● **Source records**:
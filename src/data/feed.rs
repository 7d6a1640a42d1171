//! Celebrity Bucks JSON feed decoding and by-name lookup.

use serde::Deserialize;
use serde_json::Value;

use crate::domain::{EntityListing, ListingEntry, ListingMatch};
use crate::error::AppError;

/// Raw feed body: `{"CelebrityValues": [{name, celebId, price}, ...]}`.
#[derive(Debug, Deserialize)]
struct FeedResponse {
    #[serde(rename = "CelebrityValues")]
    celebrity_values: Vec<FeedEntry>,
}

#[derive(Debug, Deserialize)]
struct FeedEntry {
    name: String,
    #[serde(rename = "celebId")]
    celeb_id: Value,
    price: Value,
}

impl FeedResponse {
    fn into_listing(self) -> Result<EntityListing, AppError> {
        let mut entries = Vec::with_capacity(self.celebrity_values.len());
        for raw in self.celebrity_values {
            let id = match &raw.celeb_id {
                Value::String(s) => s.trim().to_string(),
                Value::Number(n) => n.to_string(),
                other => {
                    return Err(AppError::upstream(format!(
                        "Unexpected celebId for '{}': {other}",
                        raw.name
                    )));
                }
            };
            let price = parse_price(&raw.price).ok_or_else(|| {
                AppError::upstream(format!("Unexpected price for '{}': {}", raw.name, raw.price))
            })?;
            entries.push(ListingEntry {
                name: raw.name,
                id,
                price,
            });
        }
        Ok(EntityListing::new(entries))
    }
}

fn parse_price(raw: &Value) -> Option<i64> {
    match raw {
        Value::Number(n) => n.as_i64().or_else(|| {
            let f = n.as_f64()?;
            (f.fract() == 0.0 && f.is_finite()).then_some(f as i64)
        }),
        Value::String(s) => s.trim().parse::<i64>().ok(),
        _ => None,
    }
}

/// Decode a feed body into the ranked listing.
pub fn parse_listing(body: &str) -> Result<EntityListing, AppError> {
    let feed: FeedResponse = serde_json::from_str(body)
        .map_err(|e| AppError::upstream(format!("Failed to parse Celebrity Bucks feed: {e}")))?;
    feed.into_listing()
}

/// Reject names that cannot identify anybody.
pub fn require_name(name: &str) -> Result<&str, AppError> {
    let trimmed = name.trim();
    if trimmed.is_empty() {
        return Err(AppError::config("Celebrity name must be a non-empty string."));
    }
    Ok(trimmed)
}

/// Exact, case-sensitive scan of the listing.
///
/// A miss is an ordinary outcome (`None`), not an error.
pub fn lookup_by_name(listing: &EntityListing, name: &str) -> Option<ListingMatch> {
    listing
        .ranked()
        .find(|(_, entry)| entry.name == name)
        .map(|(rank, entry)| ListingMatch {
            rank,
            price: entry.price,
            id: entry.id.clone(),
        })
}

/// Names in rank order.
pub fn celebrity_names(listing: &EntityListing) -> Vec<String> {
    listing.entries().iter().map(|e| e.name.clone()).collect()
}
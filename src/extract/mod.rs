//! Field extractors.
//!
//! Each extractor reads one semantic field from a page view and is total:
//! anything it cannot locate or parse comes back as `None` (exported as
//! `NaN`). The only exception is [`valuation::recommendation`], whose failure
//! is reported to the caller so the assembly policy can decide.

pub mod biography;
pub mod calendar;
pub mod valuation;

pub use biography::{age, gender, living_status, upcoming_birthday, us_nationality};
pub use valuation::{all_time_high_price, avg_21_day_price, days_since_all_time_high, recommendation};

/// Up to `len` characters of `s` starting at character `start`.
fn char_slice(s: &str, start: usize, len: usize) -> String {
    s.chars().skip(start).take(len).collect()
}

/// Lenient integer parse: surrounding whitespace is ignored.
fn parse_int(s: &str) -> Option<i64> {
    s.trim().parse::<i64>().ok()
}
//! Domain types used throughout the pipeline.
//!
//! This module defines:
//!
//! - the ranked listing (`EntityListing`, `ListingEntry`, `ListingMatch`)
//! - per-field value enums (`BirthdayFlag`, `Nationality`, ...)
//! - the output row and table (`CelebrityRecord`, `ResultTable`)
//! - run configuration (`CollectConfig`, `AssemblyPolicy`)

pub mod types;

pub use types::*;
//! Progress reporting for collection runs.
//!
//! The driver only emits events; front-ends decide how to show them.
//! Implementations must be `Sync` because events arrive from worker threads.

use std::path::Path;

pub trait Progress: Sync {
    /// The listing was fetched and `total` entities will be collected.
    fn listing_fetched(&self, _total: usize) {}

    /// Emitted each time another ten entities have been processed.
    fn collected(&self, _done: usize, _total: usize) {}

    /// A record was abandoned; the run continues.
    fn skipped(&self, _name: &str, _reason: &str) {}

    /// The table was written to `path`.
    fn finished(&self, _rows: usize, _path: &Path) {}
}

/// A no-op progress sink.
pub struct NullProgress;
impl Progress for NullProgress {}

/// Human-readable progress lines on stdout.
pub struct StdoutProgress;

impl Progress for StdoutProgress {
    fn listing_fetched(&self, total: usize) {
        println!("API request is successful.");
        println!("There are {total} celebrities who have Celebrity Bucks values!");
    }

    fn collected(&self, done: usize, total: usize) {
        println!("{done} celebrities out of {total} collected!");
    }

    fn skipped(&self, name: &str, _reason: &str) {
        println!("Unable to add record for {name} to data frame.");
    }

    fn finished(&self, rows: usize, path: &Path) {
        println!("Done!");
        println!("Wrote {rows} rows to {}", path.display());
    }
}
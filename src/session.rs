//! Registry of decoder sessions for concurrent device connections.
//!
//! `DecoderRegistry` maps each [`ConnectionId`] to its own
//! [`TankQueryDecoder`], so hosts bridging several gateways can feed
//! notifications from any thread. Every connection keeps an isolated
//! identifier space: two gateways collecting `E3` at once never share
//! fragments.
use std::{
    sync::{Arc, Mutex, MutexGuard},
    time::Instant,
};

use dashmap::DashMap;
use log::warn;

use crate::{
    correlator::CorrelatorConfig,
    decode::{DecodePipeline, DecodedReading},
    decoder::TankQueryDecoder,
};

/// Identifier assigned to a device connection.
#[derive(Clone, Copy, Debug, PartialEq, Eq, Hash)]
pub struct ConnectionId(u64);

impl From<u64> for ConnectionId {
    fn from(value: u64) -> Self { Self(value) }
}

impl ConnectionId {
    /// Create a new [`ConnectionId`] with the provided value.
    #[must_use]
    pub fn new(id: u64) -> Self { Self(id) }

    /// Return the inner `u64` representation.
    #[must_use]
    pub fn as_u64(&self) -> u64 { self.0 }
}

impl std::fmt::Display for ConnectionId {
    fn fmt(&self, f: &mut std::fmt::Formatter<'_>) -> std::fmt::Result {
        write!(f, "ConnectionId({})", self.0)
    }
}

/// Shared handle to one connection's decoder.
pub type SessionHandle<P> = Arc<Mutex<TankQueryDecoder<P>>>;

/// Concurrent registry of decoder sessions keyed by [`ConnectionId`].
#[derive(Debug)]
pub struct DecoderRegistry<P> {
    sessions: DashMap<ConnectionId, SessionHandle<P>>,
    config: CorrelatorConfig,
    pipeline: P,
}

impl<P: DecodePipeline + Clone> DecoderRegistry<P> {
    /// Create a registry whose sessions share `config` and clones of
    /// `pipeline`.
    #[must_use]
    pub fn new(config: CorrelatorConfig, pipeline: P) -> Self {
        Self {
            sessions: DashMap::new(),
            config,
            pipeline,
        }
    }

    /// Start a session for a newly established connection.
    ///
    /// An existing session for `id` is replaced and its in-flight responses
    /// are discarded.
    pub fn open(&self, id: ConnectionId) -> SessionHandle<P> {
        let session = self.new_session();
        if self.sessions.insert(id, Arc::clone(&session)).is_some() {
            warn!("replacing decoder session for {id}");
        }
        session
    }

    fn new_session(&self) -> SessionHandle<P> {
        Arc::new(Mutex::new(TankQueryDecoder::new(
            self.config,
            self.pipeline.clone(),
        )))
    }

    /// Retrieve the session for `id`, if one is open.
    #[must_use]
    pub fn get(&self, id: &ConnectionId) -> Option<SessionHandle<P>> {
        self.sessions.get(id).map(|entry| Arc::clone(entry.value()))
    }

    /// Remove the session for `id`, typically on connection teardown.
    ///
    /// Returns the number of responses that were still collecting.
    pub fn close(&self, id: &ConnectionId) -> Option<usize> {
        let (_, session) = self.sessions.remove(id)?;
        Some(lock_session(&session, *id).reset())
    }

    /// Feed one notification to the session for `id`, opening it if needed.
    pub fn process(&self, id: ConnectionId, frame: &[u8]) -> Option<DecodedReading> {
        self.process_at(id, frame, Instant::now())
    }

    /// Feed one notification using an explicit clock reading.
    pub fn process_at(
        &self,
        id: ConnectionId,
        frame: &[u8],
        now: Instant,
    ) -> Option<DecodedReading> {
        let session = Arc::clone(
            self.sessions
                .entry(id)
                .or_insert_with(|| self.new_session())
                .value(),
        );
        let mut decoder = lock_session(&session, id);
        decoder.process_notification_at(frame, now)
    }

    /// Purge idle responses in every session.
    ///
    /// Returns the number of responses discarded.
    pub fn purge_expired(&self) -> usize { self.purge_expired_at(Instant::now()) }

    /// Purge idle responses in every session using an explicit clock reading.
    pub fn purge_expired_at(&self, now: Instant) -> usize {
        let sessions: Vec<(ConnectionId, SessionHandle<P>)> = self
            .sessions
            .iter()
            .map(|entry| (*entry.key(), Arc::clone(entry.value())))
            .collect();
        sessions
            .iter()
            .map(|(id, session)| lock_session(session, *id).purge_expired_at(now).len())
            .sum()
    }

    /// IDs of the open sessions.
    #[must_use]
    pub fn active_ids(&self) -> Vec<ConnectionId> {
        self.sessions.iter().map(|entry| *entry.key()).collect()
    }

    /// Number of open sessions.
    #[must_use]
    pub fn len(&self) -> usize { self.sessions.len() }

    /// Whether no sessions are open.
    #[must_use]
    pub fn is_empty(&self) -> bool { self.sessions.is_empty() }
}

impl<P: DecodePipeline + Clone + Default> Default for DecoderRegistry<P> {
    fn default() -> Self { Self::new(CorrelatorConfig::default(), P::default()) }
}

/// Lock a session, recovering it if a previous holder panicked.
fn lock_session<P>(
    session: &Mutex<TankQueryDecoder<P>>,
    id: ConnectionId,
) -> MutexGuard<'_, TankQueryDecoder<P>> {
    session.lock().unwrap_or_else(|poisoned| {
        warn!("recovering poisoned decoder session for {id}");
        session.clear_poison();
        poisoned.into_inner()
    })
}

#[cfg(test)]
mod tests {
    use rstest::{fixture, rstest};

    use super::{ConnectionId, DecoderRegistry};
    use crate::{
        assembler::AssembledPayload,
        decode::{DecodeError, DecodePipeline, DecodedReading},
        envelope::QueryId,
    };

    #[derive(Clone, Debug, Default)]
    struct PayloadLength;

    impl DecodePipeline for PayloadLength {
        #[expect(clippy::cast_possible_truncation, reason = "test payloads are tiny")]
        fn decode(
            &self,
            query_id: QueryId,
            payload: &AssembledPayload,
        ) -> Result<DecodedReading, DecodeError> {
            Ok(DecodedReading {
                query_id,
                table_id: 0,
                device_index: query_id.index(),
                level_percent: payload.data_len() as u8,
            })
        }
    }

    #[fixture]
    fn registry() -> DecoderRegistry<PayloadLength> { DecoderRegistry::default() }

    #[rstest]
    fn connections_keep_separate_identifier_spaces(registry: DecoderRegistry<PayloadLength>) {
        let first = ConnectionId::new(1);
        let second = ConnectionId::new(2);

        assert!(
            registry
                .process(first, &[0x00, 0x45, 0x02, 0xE3, 1, 2, 3])
                .is_none()
        );
        assert!(registry.process(second, &[0x00, 0x45, 0x02, 0xE3, 9]).is_none());

        let reading = registry
            .process(second, &[0x00, 0x0A, 0x02, 0xE3, 9])
            .expect("second connection completes");
        assert_eq!(reading.level_percent, 2);

        let reading = registry
            .process(first, &[0x00, 0x0A, 0x02, 0xE3, 4])
            .expect("first connection completes");
        assert_eq!(reading.level_percent, 4);
    }

    #[rstest]
    fn close_reports_discarded_responses(registry: DecoderRegistry<PayloadLength>) {
        let id = ConnectionId::from(7);
        registry.process(id, &[0x00, 0x45, 0x02, 0xE0, 1]);
        registry.process(id, &[0x00, 0x45, 0x02, 0xE1, 1]);

        assert_eq!(registry.len(), 1);
        assert_eq!(registry.close(&id), Some(2));
        assert!(registry.is_empty());
        assert_eq!(registry.close(&id), None);
    }

    #[rstest]
    fn open_replaces_existing_session(registry: DecoderRegistry<PayloadLength>) {
        let id = ConnectionId::new(3);
        registry.process(id, &[0x00, 0x45, 0x02, 0xE5, 1]);

        let session = registry.open(id);
        assert_eq!(session.lock().expect("session").pending_count(), 0);
        assert_eq!(registry.active_ids(), vec![id]);
    }

    #[rstest]
    fn poisoned_session_is_recovered(registry: DecoderRegistry<PayloadLength>) {
        let id = ConnectionId::new(4);
        let session = registry.open(id);
        let poisoner = std::sync::Arc::clone(&session);
        let _ = std::thread::spawn(move || {
            let _guard = poisoner.lock().expect("session");
            panic!("poison the session");
        })
        .join();
        assert!(session.is_poisoned());

        assert!(registry.process(id, &[0x00, 0x0A, 0x02, 0xE2, 1]).is_some());
        assert!(!session.is_poisoned());
    }

    #[rstest]
    fn debug_output_lists_open_sessions(registry: DecoderRegistry<PayloadLength>) {
        registry.process(ConnectionId::new(9), &[0x00, 0x45, 0x02, 0xE1, 1]);

        let rendered = format!("{registry:?}");
        assert!(rendered.starts_with("DecoderRegistry"));
        assert!(rendered.contains("ConnectionId(9)"));
        assert!(rendered.contains("PayloadLength"));
    }

    #[test]
    fn display_names_the_connection() {
        assert_eq!(ConnectionId::new(42).to_string(), "ConnectionId(42)");
        assert_eq!(ConnectionId::from(42).as_u64(), 42);
    }
}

● **Work order**: What you retype should run from the first line of the entries above through the line containing "use crate::error::AppError;", exactly and in full.

● **Task solution**:
filename src/data/feed.rs
repository 7d6a1640a42d1171
//! Celebrity Bucks JSON feed decoding and by-name lookup.

use serde::Deserialize;
use serde_json::Value;

use crate::domain::{EntityListing, ListingEntry, ListingMatch};
use crate::error::AppError;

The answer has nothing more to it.